(Collected data)
=== Section Start ===

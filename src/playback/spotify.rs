//! Spotify Web API implementation of `PlaybackClient`
//!
//! All player endpoints target the account's currently active device.
//! The access token is short-lived; the command loop refreshes it once
//! per turn via `refresh_access_token` before dispatching.

use crate::core::error::{DjError, Result};
use crate::playback::{PlaybackClient, PlaybackState, Track};
use async_trait::async_trait;
use reqwest::{Client, Method, StatusCode};
use serde::Deserialize;
use std::sync::RwLock;

const API_BASE: &str = "https://api.spotify.com";
const TOKEN_URL: &str = "https://accounts.spotify.com/api/token";

/// reqwest-backed Spotify client
///
/// Holds the OAuth refresh token plus the latest access token; the access
/// token starts empty and is populated by `refresh_access_token`.
pub struct SpotifyClient {
    client: Client,
    client_id: String,
    client_secret: String,
    refresh_token: String,
    access_token: RwLock<Option<String>>,
}

impl SpotifyClient {
    /// Create a new client with explicit credentials
    pub fn new(client_id: String, client_secret: String, refresh_token: String) -> Self {
        Self {
            client: Client::new(),
            client_id,
            client_secret,
            refresh_token,
            access_token: RwLock::new(None),
        }
    }

    /// Create a client from environment variables
    ///
    /// Required: SPOTIFY_CLIENT_ID, SPOTIFY_CLIENT_SECRET, SPOTIFY_REFRESH_TOKEN
    pub fn from_env() -> Result<Self> {
        let client_id = std::env::var("SPOTIFY_CLIENT_ID")
            .map_err(|_| DjError::MissingConfig("SPOTIFY_CLIENT_ID not set".into()))?;
        let client_secret = std::env::var("SPOTIFY_CLIENT_SECRET")
            .map_err(|_| DjError::MissingConfig("SPOTIFY_CLIENT_SECRET not set".into()))?;
        let refresh_token = std::env::var("SPOTIFY_REFRESH_TOKEN")
            .map_err(|_| DjError::MissingConfig("SPOTIFY_REFRESH_TOKEN not set".into()))?;

        Ok(Self::new(client_id, client_secret, refresh_token))
    }

    fn bearer_token(&self) -> Result<String> {
        self.access_token
            .read()
            .ok()
            .and_then(|guard| guard.clone())
            .ok_or_else(|| {
                DjError::PlaybackError("no access token; refresh_access_token first".into())
            })
    }

    /// Issue a player request where only the status code matters
    async fn player_command(&self, method: Method, path: &str) -> Result<()> {
        let token = self.bearer_token()?;
        let response = self
            .client
            .request(method, format!("{}{}", API_BASE, path))
            .bearer_auth(token)
            .header("content-length", 0)
            .send()
            .await
            .map_err(|e| DjError::PlaybackError(e.to_string()))?;

        check_status(response).await.map(|_| ())
    }
}

/// Surface non-2xx responses with whatever body the API returned
async fn check_status(response: reqwest::Response) -> Result<reqwest::Response> {
    let status = response.status();
    if status.is_success() {
        return Ok(response);
    }
    let error_text = response.text().await.unwrap_or_default();
    Err(DjError::PlaybackError(format!(
        "API error ({}): {}",
        status, error_text
    )))
}

#[async_trait]
impl PlaybackClient for SpotifyClient {
    async fn play(&self) -> Result<()> {
        self.player_command(Method::PUT, "/v1/me/player/play").await
    }

    async fn pause(&self) -> Result<()> {
        self.player_command(Method::PUT, "/v1/me/player/pause").await
    }

    async fn search_tracks(&self, query: &str) -> Result<Vec<Track>> {
        let token = self.bearer_token()?;
        let response = self
            .client
            .get(format!("{}/v1/search", API_BASE))
            .bearer_auth(token)
            .query(&[("q", query), ("type", "track"), ("limit", "10")])
            .send()
            .await
            .map_err(|e| DjError::PlaybackError(e.to_string()))?;

        let body: SearchResponse = check_status(response)
            .await?
            .json()
            .await
            .map_err(|e| DjError::PlaybackError(e.to_string()))?;

        Ok(body.tracks.items)
    }

    async fn add_to_queue(&self, uri: &str) -> Result<()> {
        let token = self.bearer_token()?;
        let response = self
            .client
            .post(format!("{}/v1/me/player/queue", API_BASE))
            .bearer_auth(token)
            .query(&[("uri", uri)])
            .header("content-length", 0)
            .send()
            .await
            .map_err(|e| DjError::PlaybackError(e.to_string()))?;

        check_status(response).await.map(|_| ())
    }

    async fn current_playback(&self) -> Result<PlaybackState> {
        let token = self.bearer_token()?;
        let response = self
            .client
            .get(format!("{}/v1/me/player", API_BASE))
            .bearer_auth(token)
            .send()
            .await
            .map_err(|e| DjError::PlaybackError(e.to_string()))?;

        // 204 means no active device; treat as not playing
        if response.status() == StatusCode::NO_CONTENT {
            return Ok(PlaybackState::default());
        }

        check_status(response)
            .await?
            .json()
            .await
            .map_err(|e| DjError::PlaybackError(e.to_string()))
    }

    async fn queue(&self) -> Result<Vec<Track>> {
        let token = self.bearer_token()?;
        let response = self
            .client
            .get(format!("{}/v1/me/player/queue", API_BASE))
            .bearer_auth(token)
            .send()
            .await
            .map_err(|e| DjError::PlaybackError(e.to_string()))?;

        let body: QueueResponse = check_status(response)
            .await?
            .json()
            .await
            .map_err(|e| DjError::PlaybackError(e.to_string()))?;

        Ok(body.queue)
    }

    async fn skip_to_next(&self) -> Result<()> {
        self.player_command(Method::POST, "/v1/me/player/next").await
    }

    async fn refresh_access_token(&self) -> Result<String> {
        let response = self
            .client
            .post(TOKEN_URL)
            .basic_auth(&self.client_id, Some(&self.client_secret))
            .form(&[
                ("grant_type", "refresh_token"),
                ("refresh_token", self.refresh_token.as_str()),
            ])
            .send()
            .await
            .map_err(|e| DjError::PlaybackError(e.to_string()))?;

        let body: TokenResponse = check_status(response)
            .await?
            .json()
            .await
            .map_err(|e| DjError::PlaybackError(e.to_string()))?;

        if let Ok(mut guard) = self.access_token.write() {
            *guard = Some(body.access_token.clone());
        }
        tracing::debug!("access token refreshed");

        Ok(body.access_token)
    }
}

#[derive(Deserialize)]
struct SearchResponse {
    tracks: TrackPage,
}

#[derive(Deserialize)]
struct TrackPage {
    items: Vec<Track>,
}

#[derive(Deserialize)]
struct QueueResponse {
    #[serde(default)]
    queue: Vec<Track>,
}

#[derive(Deserialize)]
struct TokenResponse {
    access_token: String,
}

=== Section End ===

**Task brief**: Every entry, from top to bottom, should be repeated word for word.

**Reply**:
filename src/playback/spotify.rs
//! Spotify Web API implementation of `PlaybackClient`
//!
//! All player endpoints target the account's currently active device.
//! The access token is short-lived; the command loop refreshes it once
//! per turn via `refresh_access_token` before dispatching.

use crate::core::error::{DjError, Result};
use crate::playback::{PlaybackClient, PlaybackState, Track};
use async_trait::async_trait;
use reqwest::{Client, Method, StatusCode};
use serde::Deserialize;
use std::sync::RwLock;

const API_BASE: &str = "https://api.spotify.com";
const TOKEN_URL: &str = "https://accounts.spotify.com/api/token";

/// reqwest-backed Spotify client
///
/// Holds the OAuth refresh token plus the latest access token; the access
/// token starts empty and is populated by `refresh_access_token`.
pub struct SpotifyClient {
    client: Client,
    client_id: String,
    client_secret: String,
    refresh_token: String,
    access_token: RwLock<Option<String>>,
}

impl SpotifyClient {
    /// Create a new client with explicit credentials
    pub fn new(client_id: String, client_secret: String, refresh_token: String) -> Self {
        Self {
            client: Client::new(),
            client_id,
            client_secret,
            refresh_token,
            access_token: RwLock::new(None),
        }
    }

    /// Create a client from environment variables
    ///
    /// Required: SPOTIFY_CLIENT_ID, SPOTIFY_CLIENT_SECRET, SPOTIFY_REFRESH_TOKEN
    pub fn from_env() -> Result<Self> {
        let client_id = std::env::var("SPOTIFY_CLIENT_ID")
            .map_err(|_| DjError::MissingConfig("SPOTIFY_CLIENT_ID not set".into()))?;
        let client_secret = std::env::var("SPOTIFY_CLIENT_SECRET")
            .map_err(|_| DjError::MissingConfig("SPOTIFY_CLIENT_SECRET not set".into()))?;
        let refresh_token = std::env::var("SPOTIFY_REFRESH_TOKEN")
            .map_err(|_| DjError::MissingConfig("SPOTIFY_REFRESH_TOKEN not set".into()))?;

        Ok(Self::new(client_id, client_secret, refresh_token))
    }

    fn bearer_token(&self) -> Result<String> {
        self.access_token
            .read()
            .ok()
            .and_then(|guard| guard.clone())
            .ok_or_else(|| {
                DjError::PlaybackError("no access token; refresh_access_token first".into())
            })
    }

    /// Issue a player request where only the status code matters
    async fn player_command(&self, method: Method, path: &str) -> Result<()> {
        let token = self.bearer_token()?;
        let response = self
            .client
            .request(method, format!("{}{}", API_BASE, path))
            .bearer_auth(token)
            .header("content-length", 0)
            .send()
            .await
            .map_err(|e| DjError::PlaybackError(e.to_string()))?;

        check_status(response).await.map(|_| ())
    }
}

/// Surface non-2xx responses with whatever body the API returned
async fn check_status(response: reqwest::Response) -> Result<reqwest::Response> {
    let status = response.status();
    if status.is_success() {
        return Ok(response);
    }
    let error_text = response.text().await.unwrap_or_default();
    Err(DjError::PlaybackError(format!(
        "API error ({}): {}",
        status, error_text
    )))
}

#[async_trait]
impl PlaybackClient for SpotifyClient {
    async fn play(&self) -> Result<()> {
        self.player_command(Method::PUT, "/v1/me/player/play").await
    }

    async fn pause(&self) -> Result<()> {
        self.player_command(Method::PUT, "/v1/me/player/pause").await
    }

    async fn search_tracks(&self, query: &str) -> Result<Vec<Track>> {
        let token = self.bearer_token()?;
        let response = self
            .client
            .get(format!("{}/v1/search", API_BASE))
            .bearer_auth(token)
            .query(&[("q", query), ("type", "track"), ("limit", "10")])
            .send()
            .await
            .map_err(|e| DjError::PlaybackError(e.to_string()))?;

        let body: SearchResponse = check_status(response)
            .await?
            .json()
            .await
            .map_err(|e| DjError::PlaybackError(e.to_string()))?;

        Ok(body.tracks.items)
    }

    async fn add_to_queue(&self, uri: &str) -> Result<()> {
        let token = self.bearer_token()?;
        let response = self
            .client
            .post(format!("{}/v1/me/player/queue", API_BASE))
            .bearer_auth(token)
            .query(&[("uri", uri)])
            .header("content-length", 0)
            .send()
            .await
            .map_err(|e| DjError::PlaybackError(e.to_string()))?;

        check_status(response).await.map(|_| ())
    }

    async fn current_playback(&self) -> Result<PlaybackState> {
        let token = self.bearer_token()?;
        let response = self
            .client
            .get(format!("{}/v1/me/player", API_BASE))
            .bearer_auth(token)
            .send()
            .await
            .map_err(|e| DjError::PlaybackError(e.to_string()))?;

        // 204 means no active device; treat as not playing
        if response.status() == StatusCode::NO_CONTENT {
            return Ok(PlaybackState::default());
        }

        check_status(response)
            .await?
            .json()
            .await
            .map_err(|e| DjError::PlaybackError(e.to_string()))
    }

    async fn queue(&self) -> Result<Vec<Track>> {
        let token = self.bearer_token()?;
        let response = self
            .client
            .get(format!("{}/v1/me/player/queue", API_BASE))
            .bearer_auth(token)
            .send()
            .await
            .map_err(|e| DjError::PlaybackError(e.to_string()))?;

        let body: QueueResponse = check_status(response)
            .await?
            .json()
            .await
            .map_err(|e| DjError::PlaybackError(e.to_string()))?;

        Ok(body.queue)
    }

    async fn skip_to_next(&self) -> Result<()> {
        self.player_command(Method::POST, "/v1/me/player/next").await
    }

    async fn refresh_access_token(&self) -> Result<String> {
        let response = self
            .client
            .post(TOKEN_URL)
            .basic_auth(&self.client_id, Some(&self.client_secret))
            .form(&[
                ("grant_type", "refresh_token"),
                ("refresh_token", self.refresh_token.as_str()),
            ])
            .send()
            .await
            .map_err(|e| DjError::PlaybackError(e.to_string()))?;

        let body: TokenResponse = check_status(response)
            .await?
            .json()
            .await
            .map_err(|e| DjError::PlaybackError(e.to_string()))?;

        if let Ok(mut guard) = self.access_token.write() {
            *guard = Some(body.access_token.clone());
        }
        tracing::debug!("access token refreshed");

        Ok(body.access_token)
    }
}

#[derive(Deserialize)]
struct SearchResponse {
    tracks: TrackPage,
}

#[derive(Deserialize)]
struct TrackPage {
    items: Vec<Track>,
}

#[derive(Deserialize)]
struct QueueResponse {
    #[serde(default)]
    queue: Vec<Track>,
}

#[derive(Deserialize)]
struct TokenResponse {
    access_token: String,
}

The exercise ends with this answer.